Q. What is community property?

A. Community property is the law in Arizona and seven other states. The concept of community property differs markedly from the law in the other states, which is derived from English common law. In general, community property is property acquired and accumulated during a marriage. Each spouse is considered to own one-half of the community property. Therefore, the estate of each spouse consists of that spouse’s one-half of community property plus that spouse’s separate property. Separate property is property acquired before a marriage and during a marriage outside of the community, for example, by gift or inheritance. A spouse’s community property interest does not automatically pass to the other spouse upon death. Instead, the community property interest of each spouse has to be dealt with by will.

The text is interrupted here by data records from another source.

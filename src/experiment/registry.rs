use crate::error::DescriptorError;
use crate::experiment::{ExperimentDescriptor, ExperimentKind};

/// Validated experiment descriptors, in registration order.
#[derive(Debug, Clone, Default)]
pub struct ExperimentRegistry {
    descriptors: Vec<ExperimentDescriptor>,
}

impl ExperimentRegistry {
    pub fn new() -> Self {
        Self::default()
    }

    /// Registry holding the projectile, pendulum and circuit experiments.
    pub fn with_builtin() -> Self {
        let mut registry = Self::new();
        for kind in ExperimentKind::all() {
            // register logs its own failures
            let _ = registry.register(kind.descriptor());
        }
        registry
    }

    /// Add a descriptor. Invalid descriptors are logged and left out.
    pub fn register(&mut self, descriptor: ExperimentDescriptor) -> Result<(), DescriptorError> {
        let result = if self.get(&descriptor.id).is_some() {
            Err(DescriptorError::DuplicateExperiment(descriptor.id.clone()))
        } else {
            descriptor.validate()
        };

        match result {
            Ok(()) => {
                log::debug!(
                    "Registered experiment '{}' ({} parameters)",
                    descriptor.id,
                    descriptor.control_params.len()
                );
                self.descriptors.push(descriptor);
                Ok(())
            }
            Err(e) => {
                log::error!("Rejected experiment descriptor: {}", e);
                Err(e)
            }
        }
    }

    pub fn get(&self, id: &str) -> Option<&ExperimentDescriptor> {
        self.descriptors.iter().find(|d| d.id == id)
    }

    pub fn ids(&self) -> Vec<&str> {
        self.descriptors.iter().map(|d| d.id.as_str()).collect()
    }

    pub fn len(&self) -> usize {
        self.descriptors.len()
    }

    pub fn is_empty(&self) -> bool {
        self.descriptors.is_empty()
    }
}

#[cfg(test)]
mod tests {
    use super::*;

    #[test]
    fn builtin_registry_lists_three_experiments() {
        let registry = ExperimentRegistry::with_builtin();
        assert_eq!(registry.ids(), vec!["projectile", "pendulum", "circuit"]);
        assert_eq!(registry.get("circuit").unwrap().kind, ExperimentKind::Circuit);
    }

    #[test]
    fn invalid_and_duplicate_descriptors_are_excluded() {
        let mut registry = ExperimentRegistry::with_builtin();

        assert_eq!(
            registry.register(ExperimentKind::Pendulum.descriptor()),
            Err(DescriptorError::DuplicateExperiment("pendulum".into()))
        );

        let mut broken = ExperimentKind::Projectile.descriptor();
        broken.id = "slow-projectile".into();
        broken.control_params[2].min = 0.0;
        assert!(registry.register(broken).is_err());
        assert_eq!(registry.len(), 3);

        let mut variant = ExperimentKind::Projectile.descriptor();
        variant.id = "moon-projectile".into();
        variant.control_params[2].default = 1.62;
        registry.register(variant).unwrap();
        assert_eq!(registry.len(), 4);
        assert_eq!(
            registry.get("moon-projectile").unwrap().kind,
            ExperimentKind::Projectile
        );
    }

    #[test]
    fn unflagged_divisor_with_zero_floor_is_rejected() {
        let mut registry = ExperimentRegistry::with_builtin();

        let mut zero_length = ExperimentKind::Pendulum.descriptor();
        zero_length.id = "zero-length-pendulum".into();
        let length = zero_length
            .control_params
            .iter_mut()
            .find(|p| p.id == "length")
            .unwrap();
        length.divisor = false;
        length.min = 0.0;
        length.default = 0.0;

        assert_eq!(
            registry.register(zero_length),
            Err(DescriptorError::DivisorBelowOne {
                experiment: "zero-length-pendulum".into(),
                param: "length".into(),
                min: 0.0,
            })
        );
        assert!(registry.get("zero-length-pendulum").is_none());
        assert_eq!(registry.len(), 3);
    }

    #[test]
    fn every_formula_divisor_is_checked_for_each_kind() {
        for kind in ExperimentKind::all() {
            for param in kind.divisor_params() {
                let mut descriptor = kind.descriptor();
                let spec = descriptor
                    .control_params
                    .iter_mut()
                    .find(|p| p.id == *param)
                    .unwrap();
                spec.divisor = false;
                spec.min = 0.5;
                spec.default = spec.default.max(0.5);
                assert!(
                    matches!(
                        descriptor.validate(),
                        Err(DescriptorError::DivisorBelowOne { .. })
                    ),
                    "{}.{} accepted with min 0.5",
                    kind.id(),
                    param
                );
            }
        }
    }
}
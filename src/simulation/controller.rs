//! Simulation controller: experiment selection, parameters, run state and
//! the animation-frame loop.
//!
//! # Frame loop
//!
//! While an experiment is loaded exactly one frame request is outstanding.
//! Each delivered frame:
//!
//! 1. advances simulated time by `wall_dt × speed` (only while running)
//! 2. calls `simulate` on the object bundle; auto-stop pauses the run
//! 3. eases the camera and renders
//! 4. registers the next frame and notifies frame observers
//!
//! Frame tokens that do not match the current registration (for example a
//! callback queued before an experiment switch) are ignored.

use crate::error::{LabError, LabResult};
use crate::experiment::{
    ExperimentDescriptor, ExperimentRegistry, ObjectBundle, ParameterSet, Readout,
};
use crate::scene::backend::{FrameToken, HeadlessBackend, RenderBackend};
use crate::scene::graph::SceneGraph;
use crate::scene::host::{SceneHost, TeardownReport};
use crate::simulation::clock::{SimulationClock, SystemClock, WallClock};
use crate::simulation::config::LabConfig;
use crate::simulation::recorder::DataRecorder;
use crate::simulation::state::SimulationState;

/// Callback run after every frame with `(simulated_time, is_running)`.
pub type FrameObserver = Box<dyn FnMut(f64, bool)>;

/// Handle returned by [`SimulationController::on_frame`].
#[derive(Debug, Clone, Copy, PartialEq, Eq, Hash, PartialOrd, Ord)]
pub struct SubscriptionId(pub u64);

/// Everything that exists only while an experiment is loaded.
struct ActiveExperiment {
    descriptor: ExperimentDescriptor,
    params: ParameterSet,
    host: SceneHost,
    bundle: ObjectBundle,
}

pub struct SimulationController<B: RenderBackend, W: WallClock = SystemClock> {
    backend: B,
    wall_clock: W,
    registry: ExperimentRegistry,
    config: LabConfig,
    active: Option<ActiveExperiment>,
    state: SimulationState,
    clock: SimulationClock,
    speed: f64,
    /// Wall time of the previous simulation step; `None` when not running
    last_step_wall: Option<f64>,
    /// Wall time of the previous frame, for camera easing
    last_frame_wall: Option<f64>,
    observers: Vec<(SubscriptionId, FrameObserver)>,
    next_subscription: u64,
    recorder: DataRecorder,
}

impl<B: RenderBackend, W: WallClock> SimulationController<B, W> {
    pub fn new(backend: B, wall_clock: W, registry: ExperimentRegistry, config: LabConfig) -> Self {
        let speed = if config.speed_multiplier.is_finite() && config.speed_multiplier > 0.0 {
            config.speed_multiplier
        } else {
            log::warn!(
                "Ignoring invalid speed multiplier {} from config",
                config.speed_multiplier
            );
            1.0
        };

        Self {
            backend,
            wall_clock,
            registry,
            config,
            active: None,
            state: SimulationState::Idle,
            clock: SimulationClock::new(),
            speed,
            last_step_wall: None,
            last_frame_wall: None,
            observers: Vec::new(),
            next_subscription: 0,
            recorder: DataRecorder::new(),
        }
    }

    pub fn backend(&self) -> &B {
        &self.backend
    }

    pub fn backend_mut(&mut self) -> &mut B {
        &mut self.backend
    }

    pub fn registry(&self) -> &ExperimentRegistry {
        &self.registry
    }

    pub fn config(&self) -> &LabConfig {
        &self.config
    }

    pub fn state(&self) -> SimulationState {
        self.state
    }

    /// Simulated seconds since the last reset.
    pub fn time(&self) -> f64 {
        self.clock.time()
    }

    pub fn speed(&self) -> f64 {
        self.speed
    }

    pub fn experiment(&self) -> Option<&ExperimentDescriptor> {
        self.active.as_ref().map(|a| &a.descriptor)
    }

    pub fn params(&self) -> Option<&ParameterSet> {
        self.active.as_ref().map(|a| &a.params)
    }

    pub fn scene(&self) -> Option<&SceneGraph> {
        self.active.as_ref().map(|a| a.host.scene())
    }

    pub fn bundle(&self) -> Option<&ObjectBundle> {
        self.active.as_ref().map(|a| &a.bundle)
    }

    pub fn host(&self) -> Option<&SceneHost> {
        self.active.as_ref().map(|a| &a.host)
    }

    pub fn recorder(&self) -> &DataRecorder {
        &self.recorder
    }

    /// Current observables of the loaded experiment.
    pub fn readouts(&self) -> Vec<Readout> {
        self.active
            .as_ref()
            .map(|a| a.bundle.readouts(&a.params))
            .unwrap_or_default()
    }

    /// Load an experiment: tear down the current one, mount a fresh host,
    /// build the objects with default parameters and reset.
    ///
    /// On failure nothing of the new experiment is left behind and another
    /// selection may be attempted.
    pub fn select_experiment(&mut self, id: &str) -> LabResult<()> {
        let descriptor = self
            .registry
            .get(id)
            .cloned()
            .ok_or_else(|| LabError::UnknownExperiment(id.to_string()))?;

        self.teardown();

        let mut host = SceneHost::mount(&mut self.backend, &self.config.host).map_err(|e| {
            log::error!("Experiment '{}' failed to load: {}", id, e);
            LabError::SetupFailed {
                id: id.to_string(),
                source: e.into(),
            }
        })?;

        let params = descriptor.default_params();
        let options = self.config.setup_options();
        let bundle = match descriptor.kind.setup(host.scene_mut(), &params, &options) {
            Ok(bundle) => bundle,
            Err(e) => {
                let report = host.unmount(&mut self.backend);
                log::error!(
                    "Experiment '{}' failed to load: {} ({} geometries released)",
                    id,
                    e,
                    report.geometries
                );
                return Err(LabError::SetupFailed {
                    id: id.to_string(),
                    source: e,
                });
            }
        };

        log::info!(
            "Loaded experiment '{}' ({} scene nodes)",
            descriptor.name,
            host.scene().node_count()
        );

        host.schedule_frame(&mut self.backend);
        self.recorder.begin(&descriptor.id);
        self.active = Some(ActiveExperiment {
            descriptor,
            params,
            host,
            bundle,
        });
        self.reset()
    }

    /// Unload the current experiment and release everything it held.
    pub fn close(&mut self) -> Option<TeardownReport> {
        self.teardown()
    }

    fn teardown(&mut self) -> Option<TeardownReport> {
        let active = self.active.take()?;
        self.state = SimulationState::Idle;
        self.clock.reset();
        self.last_step_wall = None;
        self.last_frame_wall = None;
        let report = active.host.unmount(&mut self.backend);
        log::info!(
            "Closed experiment '{}' ({} geometries, {} materials released)",
            active.descriptor.id,
            report.geometries,
            report.materials
        );
        Some(report)
    }

    /// Change a parameter. Valid edits always reset the simulation.
    pub fn set_parameter(&mut self, id: &str, value: f64) -> LabResult<()> {
        let active = self.active.as_mut().ok_or(LabError::NoExperiment)?;
        let spec = active
            .descriptor
            .param(id)
            .ok_or_else(|| LabError::UnknownParameter {
                experiment: active.descriptor.id.clone(),
                param: id.to_string(),
            })?;
        if !spec.contains(value) {
            return Err(LabError::ParameterOutOfRange {
                param: id.to_string(),
                value,
                min: spec.min,
                max: spec.max,
            });
        }

        active.params.set(id, value);
        log::debug!("Parameter '{}' = {}", id, value);
        self.reset()
    }

    /// Step a parameter by `delta`, clamped to its bounds. Returns the new value.
    pub fn nudge_parameter(&mut self, id: &str, delta: f64) -> LabResult<f64> {
        let active = self.active.as_ref().ok_or(LabError::NoExperiment)?;
        let unknown = || LabError::UnknownParameter {
            experiment: active.descriptor.id.clone(),
            param: id.to_string(),
        };
        let spec = active.descriptor.param(id).ok_or_else(unknown)?;
        let current = active.params.get(id).ok_or_else(unknown)?;
        let value = spec.clamp(current + delta);
        self.set_parameter(id, value)?;
        Ok(value)
    }

    /// Begin or resume stepping. Resuming keeps the simulated time.
    pub fn start(&mut self) -> LabResult<()> {
        if self.active.is_none() {
            return Err(LabError::NoExperiment);
        }
        if self.state.is_running() {
            return Ok(());
        }
        self.last_step_wall = Some(self.wall_clock.now());
        log::info!("Simulation {} -> Running at t = {:.3}s", self.state, self.clock.time());
        self.state = SimulationState::Running;
        Ok(())
    }

    pub fn pause(&mut self) {
        if self.state.is_running() {
            self.state = SimulationState::Paused;
            self.last_step_wall = None;
            log::info!("Simulation paused at t = {:.3}s", self.clock.time());
        }
    }

    /// Start/stop button semantics.
    pub fn toggle(&mut self) -> LabResult<()> {
        if self.state.is_running() {
            self.pause();
            Ok(())
        } else {
            self.start()
        }
    }

    /// Back to Idle at t = 0, objects restored for the current parameters.
    pub fn reset(&mut self) -> LabResult<()> {
        let active = self.active.as_mut().ok_or(LabError::NoExperiment)?;
        self.state = SimulationState::Idle;
        self.clock.reset();
        self.last_step_wall = None;
        self.recorder.clear();

        let scene = active.host.scene_mut();
        active.bundle.reset(scene, &active.params)?;
        active.bundle.simulate(scene, &active.params, 0.0, false, true)?;
        active.host.render(&mut self.backend);
        log::debug!("Reset '{}'", active.descriptor.id);
        Ok(())
    }

    /// Simulated seconds per wall-clock second.
    pub fn set_speed(&mut self, multiplier: f64) -> LabResult<()> {
        if !multiplier.is_finite() || multiplier <= 0.0 {
            return Err(LabError::InvalidSpeed(multiplier));
        }
        self.speed = multiplier;
        log::debug!("Simulation speed x{}", multiplier);
        Ok(())
    }

    pub fn on_frame(&mut self, observer: impl FnMut(f64, bool) + 'static) -> SubscriptionId {
        self.next_subscription += 1;
        let id = SubscriptionId(self.next_subscription);
        self.observers.push((id, Box::new(observer)));
        id
    }

    /// Returns false if `id` was not subscribed.
    pub fn remove_frame_observer(&mut self, id: SubscriptionId) -> bool {
        let before = self.observers.len();
        self.observers.retain(|(sub, _)| *sub != id);
        self.observers.len() != before
    }

    /// Handle a frame callback from the scheduler.
    pub fn animation_frame(&mut self, token: FrameToken) {
        let Some(active) = self.active.as_mut() else {
            log::warn!("Ignoring frame {} with no experiment loaded", token.0);
            return;
        };
        if !active.host.accept_frame(token) {
            log::warn!("Ignoring stale frame {}", token.0);
            return;
        }

        let now = self.wall_clock.now();

        if self.state.is_running() {
            let dt = self.last_step_wall.map_or(0.0, |last| now - last);
            self.last_step_wall = Some(now);
            let t = self.clock.advance(dt * self.speed);

            let scene = active.host.scene_mut();
            match active.bundle.simulate(scene, &active.params, t, true, false) {
                Ok(false) => {}
                Ok(true) => {
                    self.state = SimulationState::Paused;
                    self.last_step_wall = None;
                    log::info!("'{}' finished at t = {:.3}s", active.descriptor.id, t);
                }
                Err(e) => {
                    self.state = SimulationState::Paused;
                    self.last_step_wall = None;
                    log::error!("Simulation step failed, pausing: {}", e);
                }
            }
            log::trace!("Frame t = {:.4}s (dt {:.4}s)", t, dt);

            if self.config.record_data {
                self.recorder.record(t, &active.bundle.readouts(&active.params));
            }
        }

        let frame_dt = self.last_frame_wall.map_or(0.0, |last| now - last);
        self.last_frame_wall = Some(now);
        active.host.camera_mut().update(frame_dt as f32);
        active.host.render(&mut self.backend);
        active.host.schedule_frame(&mut self.backend);

        let t = self.clock.time();
        let running = self.state.is_running();
        for (_, observer) in &mut self.observers {
            observer(t, running);
        }
    }

    /// Container resized.
    pub fn resize(&mut self, width: u32, height: u32) {
        if let Some(active) = self.active.as_mut() {
            active.host.resize(&mut self.backend, width, height);
        }
    }

    /// Pointer drag over the view.
    pub fn orbit_camera(&mut self, dx: f32, dy: f32) {
        if let Some(active) = self.active.as_mut() {
            active.host.camera_mut().handle_drag(dx, dy);
        }
    }

    pub fn zoom_camera(&mut self, delta: f32) {
        if let Some(active) = self.active.as_mut() {
            active.host.camera_mut().handle_scroll(delta);
        }
    }
}

impl<W: WallClock> SimulationController<HeadlessBackend, W> {
    /// Fire the oldest scheduled frame. Returns false when none was pending.
    pub fn pump_frame(&mut self) -> bool {
        match self.backend.next_due_frame() {
            Some(token) => {
                self.animation_frame(token);
                true
            }
            None => false,
        }
    }
}

impl<B: RenderBackend, W: WallClock> Drop for SimulationController<B, W> {
    fn drop(&mut self) {
        self.teardown();
    }
}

A married person can leave his or her community property interests to whomever he or she chooses. For example, if both spouses have children from a former marriage, they may want to leave some or all of their community property to the children rather than the surviving spouse. In addition to traditional community property, Arizona recognizes another type of community property which is community property with right of survivorship. Unlike other community property, community property with right of survivorship passes automatically to the surviving spouse at the death of the other.

Q. Can community property be changed to separate property or vice-versa?

A. Yes, by written agreement signed by both parties. If the agreement is reached before marriage it is called a pre-nuptial agreement. If it is reached during marriage, it is a post-nuptial agreement.

Q. What happens if I die without a will?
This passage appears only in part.